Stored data
========

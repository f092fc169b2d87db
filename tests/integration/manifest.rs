//! Manifest builds against a mock org.

use super::common::*;
use sf_inventory::manifest::{ErrorKind, STANDARD_VALUE_SETS};
use sf_inventory::{BuildConfig, BuildFlags, Connection, PackageBuilder};

async fn populated_org() -> wiremock::MockServer {
    let server = mock_org().await;
    mount_describe(
        &server,
        &[
            ("ApexClass", false),
            ("CustomObject", false),
            ("InstalledPackage", false),
            ("Report", true),
            ("EmailTemplate", true),
            ("Flow", false),
        ],
    )
    .await;

    mount_listing(
        &server,
        "ApexClass",
        None,
        &[
            list_result("ApexClass", "InvoiceService", "<manageableState>unmanaged</manageableState>"),
            list_result("ApexClass", "acme__Billing", "<namespacePrefix>acme</namespacePrefix>"),
            list_result("ApexClass", "AccountHelper", ""),
        ]
        .concat(),
    )
    .await;
    mount_listing(
        &server,
        "CustomObject",
        None,
        &[
            list_result("CustomObject", "Invoice__c", ""),
            list_result("CustomObject", "acme__Contract__c", ""),
            list_result("CustomObject", "Legacy__c", "<manageableState>installed</manageableState>"),
        ]
        .concat(),
    )
    .await;
    mount_listing(&server, "InstalledPackage", None, &list_result("InstalledPackage", "acme", "")).await;
    mount_listing(&server, "ReportFolder", None, &list_result("ReportFolder", "Sales", "")).await;
    mount_listing(
        &server,
        "Report",
        Some("Sales"),
        &list_result("Report", "Sales/Pipeline", ""),
    )
    .await;
    mount_listing(&server, "EmailFolder", None, &list_result("EmailFolder", "Welcome", "")).await;
    mount_listing(
        &server,
        "EmailTemplate",
        Some("Welcome"),
        &list_result("EmailTemplate", "Welcome/New_User", ""),
    )
    .await;
    mount_listing_fault(&server, "Flow").await;

    server
}

#[tokio::test]
async fn test_full_build_writes_sorted_manifest() {
    let server = populated_org().await;
    let client = client_for(&server);
    let dir = tempfile::tempdir().unwrap();
    let output = dir.path().join("manifest").join("package.xml");

    let config = BuildConfig::new(BuildFlags::default(), API_VERSION).with_output_path(&output);
    let manifest = PackageBuilder::new(&client)
        .build(&config)
        .await
        .expect("build should succeed");

    assert_eq!(
        manifest.type_names(),
        vec![
            "ApexClass",
            "CustomObject",
            "EmailFolder",
            "EmailTemplate",
            "InstalledPackage",
            "Report",
            "ReportFolder",
            "StandardValueSet",
        ]
    );
    assert_eq!(
        manifest.members("ApexClass").unwrap(),
        &["AccountHelper", "InvoiceService", "acme__Billing"]
    );
    assert_eq!(manifest.members("Report").unwrap(), &["Sales/Pipeline"]);
    assert_eq!(manifest.members("EmailTemplate").unwrap(), &["Welcome/New_User"]);
    assert!(manifest.members("Flow").is_none());

    let written = std::fs::read_to_string(&output).unwrap();
    assert!(written.starts_with(r#"<?xml version="1.0" encoding="UTF-8"?>"#));
    assert!(written.contains(r#"<Package xmlns="http://soap.sforce.com/2006/04/metadata">"#));
    assert!(written.contains("<members>Sales/Pipeline</members>"));
    assert!(written.contains("<version>62.0</version>"));
    assert_eq!(written, manifest.to_xml().unwrap());
}

#[tokio::test]
async fn test_excluding_managed_components() {
    let server = populated_org().await;
    let client = client_for(&server);
    let dir = tempfile::tempdir().unwrap();

    let flags = BuildFlags::from_json(r#"{"excludemanaged": true}"#).unwrap();
    let config = BuildConfig::new(flags, API_VERSION).with_output_path(dir.path().join("package.xml"));
    let manifest = PackageBuilder::new(&client).build(&config).await.unwrap();

    assert_eq!(manifest.members("ApexClass").unwrap(), &["AccountHelper", "InvoiceService"]);
    assert_eq!(manifest.members("CustomObject").unwrap(), &["Invoice__c"]);
}

#[tokio::test]
async fn test_quick_filter_and_version_discovery() {
    let server = populated_org().await;
    let client = client_for(&server);
    let dir = tempfile::tempdir().unwrap();

    let connection = Connection::new(server.uri(), "00Dxx0000001gPL!test-token").unwrap();
    let latest = connection.latest_api_version().await.unwrap();
    assert_eq!(latest, "62.0");

    let flags = BuildFlags {
        quickfilter: Some("CustomObject".to_string()),
        outputfile: Some(dir.path().join("package.xml")),
        ..Default::default()
    };
    let config = BuildConfig::new(flags, latest);
    let manifest = PackageBuilder::new(&client).build(&config).await.unwrap();

    assert_eq!(manifest.type_names(), vec!["CustomObject"]);
    assert!(!manifest.to_xml().unwrap().contains("StandardValueSet"));
}

#[tokio::test]
async fn test_standard_value_sets_and_idempotence() {
    let server = populated_org().await;
    let client = client_for(&server);
    let dir = tempfile::tempdir().unwrap();
    let builder = PackageBuilder::new(&client);

    let first = BuildConfig::new(BuildFlags::default(), API_VERSION).with_output_path(dir.path().join("a.xml"));
    let second = first.clone().with_output_path(dir.path().join("b.xml"));
    let manifest = builder.build(&first).await.unwrap();
    builder.build(&second).await.unwrap();

    assert_eq!(manifest.members("StandardValueSet").unwrap(), STANDARD_VALUE_SETS.as_slice());
    assert_eq!(
        std::fs::read(dir.path().join("a.xml")).unwrap(),
        std::fs::read(dir.path().join("b.xml")).unwrap()
    );
}

#[tokio::test]
async fn test_unreachable_catalog_fails_build() {
    let server = mock_org().await;
    let client = client_for(&server);
    let dir = tempfile::tempdir().unwrap();
    let output = dir.path().join("package.xml");

    let config = BuildConfig::new(BuildFlags::default(), API_VERSION).with_output_path(&output);
    let err = PackageBuilder::new(&client).build(&config).await.unwrap_err();

    assert!(matches!(err.kind, ErrorKind::CatalogUnavailable(_)));
    assert!(!output.exists());
}
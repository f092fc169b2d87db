//! # sf-inventory-metadata
//!
//! The remote metadata gateway: everything the inventory engine and the
//! retriever caches need from an org, behind one trait.
//!
//! ## Features
//!
//! - **Describe Metadata** - the catalog of metadata types
//! - **List Metadata** - components of one type, optionally scoped to a folder
//! - **Durable Ids** - resolve an object name to its `EntityDefinition` durable id
//! - **Query** - paginated SOQL for field and object enumeration
//!
//! ## Example
//!
//! ```rust,ignore
//! use sf_inventory_client::{Connection, Credentials};
//! use sf_inventory_metadata::{ListQuery, MetadataClient, MetadataGateway};
//!
//! #[tokio::main]
//! async fn main() -> Result<(), sf_inventory_metadata::Error> {
//!     let creds = Credentials::from_env()?;
//!     let client = MetadataClient::from_connection(Connection::from_credentials(&creds)?);
//!
//!     let types = client.describe_types("62.0").await?;
//!     println!("{} metadata types", types.len());
//!
//!     let reports = client
//!         .list_components(&ListQuery::new("Report").in_folder("Sales"), "62.0")
//!         .await?
//!         .into_records();
//!     for report in reports {
//!         println!("  {}", report.full_name);
//!     }
//!
//!     Ok(())
//! }
//! ```

mod client;
mod error;
mod gateway;
mod types;

pub use client::MetadataClient;
pub use error::{Error, ErrorKind, Result};
pub use gateway::MetadataGateway;
pub use types::{ComponentRecord, ListQuery, Listing, SoapFault, TypeDescriptor};

pub use sf_inventory_client::DEFAULT_API_VERSION;
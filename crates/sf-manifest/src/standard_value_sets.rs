//! Standard value sets.
//!
//! The org does not list these through `listMetadata`, so every manifest
//! carries the full set.

pub const STANDARD_VALUE_SET: &str = "StandardValueSet";

/// Every standard value set name, sorted.
pub const STANDARD_VALUE_SETS: [&str; 60] = [
    "AccountContactMultiRoles",
    "AccountContactRole",
    "AccountOwnership",
    "AccountRating",
    "AccountType",
    "AddressCountryCode",
    "AddressStateCode",
    "AssetStatus",
    "CampaignMemberStatus",
    "CampaignStatus",
    "CampaignType",
    "CaseContactRole",
    "CaseOrigin",
    "CasePriority",
    "CaseReason",
    "CaseStatus",
    "CaseType",
    "ContactRole",
    "ContractContactRole",
    "ContractStatus",
    "EntitlementType",
    "EventSubject",
    "EventType",
    "FiscalYearPeriodName",
    "FiscalYearPeriodPrefix",
    "FiscalYearQuarterName",
    "FiscalYearQuarterPrefix",
    "IdeaCategory",
    "IdeaMultiCategory",
    "IdeaStatus",
    "IdeaThemeStatus",
    "Industry",
    "InvoiceStatus",
    "LeadSource",
    "LeadStatus",
    "OpportunityCompetitor",
    "OpportunityStage",
    "OpportunityType",
    "OrderStatus",
    "OrderType",
    "PartnerRole",
    "Product2Family",
    "QuestionOrigin",
    "QuickTextCategory",
    "QuickTextChannel",
    "QuoteStatus",
    "SalesTeamRole",
    "Salutation",
    "ServiceContractApprovalStatus",
    "SocialPostClassification",
    "SocialPostEngagementLevel",
    "SocialPostReviewedStatus",
    "SolutionStatus",
    "TaskPriority",
    "TaskStatus",
    "TaskSubject",
    "TaskType",
    "WorkOrderLineItemStatus",
    "WorkOrderPriority",
    "WorkOrderStatus",
];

========

About this task
Gather from the records above every line containing the string "first".

Solution to this problem
    let first = BuildConfig::new(BuildFlags::default(), API_VERSION).with_output_path(dir.path().join("a.xml"));
    let second = first.clone().with_output_path(dir.path().join("b.xml"));
    let manifest = builder.build(&first).await.unwrap();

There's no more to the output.